Configuration

The wrapper code generator is an annotation processor, provided by the codegen-wrapping module.

The maven configuration looks like this:

pom.xml
<dependencies>
	<dependency>
		<groupId>org.eclipse.serializer</groupId>
		<artifactId>codegen-wrapping</artifactId>
		<version>2.0.0</version>
	</dependency>
</dependencies>

<build>
	<plugins>
		<plugin>
			<groupId>org.apache.maven.plugins</groupId>
			<artifactId>maven-compiler-plugin</artifactId>
			<version>3.8.1</version>
			<configuration>
				<source>11</source>
				<target>11</target>
				<encoding>UTF-8</encoding>
				<annotationProcessors>
					<annotationProcessor>org.eclipse.serializer.codegen.wrapping.WrapperProcessor</annotationProcessor>
				</annotationProcessors>
				<compilerArgs>
					<arg>-Awrapper.types=org.eclipse.serializer.persistence.types.PersistenceStoring</arg>
				</compilerArgs>
			</configuration>
		</plugin>
	</plugins>
</build>

There are following ways to get the base wrapper types generated. If you want it for your own types, the best way is to use the GenerateWrapper annotation.

@GenerateWrapper
public interface MyInterface
{
	public void doStuff();

	public String getStuff();
}

Or, if you want it for interfaces in libraries, like PersistenceStoring, you cannot add an annotation.
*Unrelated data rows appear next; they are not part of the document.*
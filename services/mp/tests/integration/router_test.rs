use axum::body::Body;
use http::{Request, StatusCode};
use sea_orm::DatabaseConnection;
use tower::ServiceExt;

use yiya_mp::infra::wechat::WeChatClient;
use yiya_mp::router::build_router;
use yiya_mp::state::AppState;
use yiya_testing::auth::MockAuth;
use yiya_testing::body::json_body;

use crate::helpers::test_issuer;

/// Router over a disconnected database and an unreachable WeChat host. Only
/// paths that reject before any I/O can be exercised.
fn app() -> axum::Router {
    let state = AppState {
        db: DatabaseConnection::Disconnected,
        issuer: test_issuer(),
        wechat: WeChatClient::new("wx-test", "secret").with_base_url("http://127.0.0.1:1"),
    };
    build_router(state, &[])
}

fn request(method: &str, uri: &str) -> http::request::Builder {
    Request::builder().method(method).uri(uri)
}

#[tokio::test]
async fn should_answer_liveness_probe() {
    let resp = app()
        .oneshot(request("GET", "/healthz").body(Body::empty()).unwrap())
        .await
        .unwrap();
    assert_eq!(resp.status(), StatusCode::OK);
}

#[tokio::test]
async fn should_report_unready_without_database() {
    let resp = app()
        .oneshot(request("GET", "/readyz").body(Body::empty()).unwrap())
        .await
        .unwrap();

    assert_eq!(resp.status(), StatusCode::SERVICE_UNAVAILABLE);
    let body = json_body(resp).await;
    assert_eq!(body["status"], "unhealthy");
    assert!(body["checks"]["database"].as_str().unwrap().starts_with("error"));
}

#[tokio::test]
async fn should_reject_missing_bearer_token() {
    let resp = app()
        .oneshot(request("GET", "/api/v1/mp/user/me").body(Body::empty()).unwrap())
        .await
        .unwrap();

    assert_eq!(resp.status(), StatusCode::UNAUTHORIZED);
    assert_eq!(json_body(resp).await["kind"], "INVALID_TOKEN");
}

#[tokio::test]
async fn should_reject_admin_token_on_mp_routes() {
    let token = MockAuth::admin(1, "admin").access_token().token;
    let resp = app()
        .oneshot(
            request("GET", "/api/v1/mp/user/me")
                .header("authorization", format!("Bearer {token}"))
                .body(Body::empty())
                .unwrap(),
        )
        .await
        .unwrap();

    assert_eq!(resp.status(), StatusCode::UNAUTHORIZED);
    assert_eq!(json_body(resp).await["kind"], "INVALID_TOKEN");
}

#[tokio::test]
async fn should_reject_blank_login_code_before_calling_wechat() {
    let resp = app()
        .oneshot(
            request("POST", "/api/v1/mp/auth/login_by_code")
                .header("content-type", "application/json")
                .body(Body::from(r#"{"code":""}"#))
                .unwrap(),
        )
        .await
        .unwrap();

    assert_eq!(resp.status(), StatusCode::BAD_REQUEST);
    assert_eq!(json_body(resp).await["kind"], "INVALID_INPUT");
}
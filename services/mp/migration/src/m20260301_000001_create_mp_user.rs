use sea_orm_migration::prelude::*;

#[derive(DeriveMigrationName)]
pub struct Migration;

#[async_trait::async_trait]
impl MigrationTrait for Migration {
    async fn up(&self, manager: &SchemaManager) -> Result<(), DbErr> {
        manager
            .create_table(
                Table::create()
                    .table(MpUser::Table)
                    .if_not_exists()
                    .col(
                        ColumnDef::new(MpUser::Id)
                            .big_integer()
                            .not_null()
                            .auto_increment()
                            .primary_key(),
                    )
                    .col(
                        ColumnDef::new(MpUser::Openid)
                            .string_len(100)
                            .not_null()
                            .unique_key(),
                    )
                    .col(ColumnDef::new(MpUser::Unionid).string_len(100).null())
                    .col(ColumnDef::new(MpUser::SessionKey).string_len(100).null())
                    .col(ColumnDef::new(MpUser::Nickname).string_len(100).null())
                    .col(ColumnDef::new(MpUser::Avatar).string_len(500).null())
                    .col(ColumnDef::new(MpUser::Phone).string_len(20).null())
                    .col(ColumnDef::new(MpUser::Gender).integer().null())
                    .col(ColumnDef::new(MpUser::Country).string_len(50).null())
                    .col(ColumnDef::new(MpUser::Province).string_len(50).null())
                    .col(ColumnDef::new(MpUser::City).string_len(50).null())
                    .col(
                        ColumnDef::new(MpUser::CreatedAt)
                            .timestamp_with_time_zone()
                            .not_null()
                            .default(Expr::current_timestamp()),
                    )
                    .col(
                        ColumnDef::new(MpUser::UpdatedAt)
                            .timestamp_with_time_zone()
                            .not_null()
                            .default(Expr::current_timestamp()),
                    )
                    .col(
                        ColumnDef::new(MpUser::DeletedAt)
                            .timestamp_with_time_zone()
                            .null(),
                    )
                    .to_owned(),
            )
            .await?;

        manager
            .create_index(
                Index::create()
                    .name("idx_mp_user_unionid")
                    .table(MpUser::Table)
                    .col(MpUser::Unionid)
                    .to_owned(),
            )
            .await
    }

    async fn down(&self, manager: &SchemaManager) -> Result<(), DbErr> {
        manager
            .drop_table(Table::drop().table(MpUser::Table).to_owned())
            .await
    }
}

#[derive(Iden)]
enum MpUser {
    Table,
    Id,
    Openid,
    Unionid,
    SessionKey,
    Nickname,
    Avatar,
    Phone,
    Gender,
    Country,
    Province,
    City,
    CreatedAt,
    UpdatedAt,
    DeletedAt,
}
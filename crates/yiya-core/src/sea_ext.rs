use sea_orm::{ColumnTrait, EntityTrait, QueryFilter, Select};

/// Query helpers shared by the soft-delete tables.
pub trait SelectExt: Sized {
    /// Keep rows whose `deleted_at` column is `NULL`.
    fn not_deleted<C: ColumnTrait>(self, deleted_at: C) -> Self;

    /// `col LIKE %value%` when `value` is present and non-blank; no-op otherwise.
    fn contains_opt<C: ColumnTrait>(self, col: C, value: Option<&str>) -> Self;
}

impl<E> SelectExt for Select<E>
where
    E: EntityTrait,
{
    fn not_deleted<C: ColumnTrait>(self, deleted_at: C) -> Self {
        self.filter(deleted_at.is_null())
    }

    fn contains_opt<C: ColumnTrait>(self, col: C, value: Option<&str>) -> Self {
        match value.map(str::trim).filter(|v| !v.is_empty()) {
            Some(v) => self.filter(col.contains(v)),
            None => self,
        }
    }
}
That’s what the microstream.wrapper.types parameter is for. This is just a comma separated list of types. Alternatively you can use the GenerateWrapperFor annotation:

@GenerateWrapperFor("org.eclipse.serializer.persistence.types.PersistenceStoring")
public class WrapperGenerationDummy
{
}

It accepts a list of type names. Plain strings have to be used instead of class literals, because it is read inside the compilation cycle which prohibits access to class elements.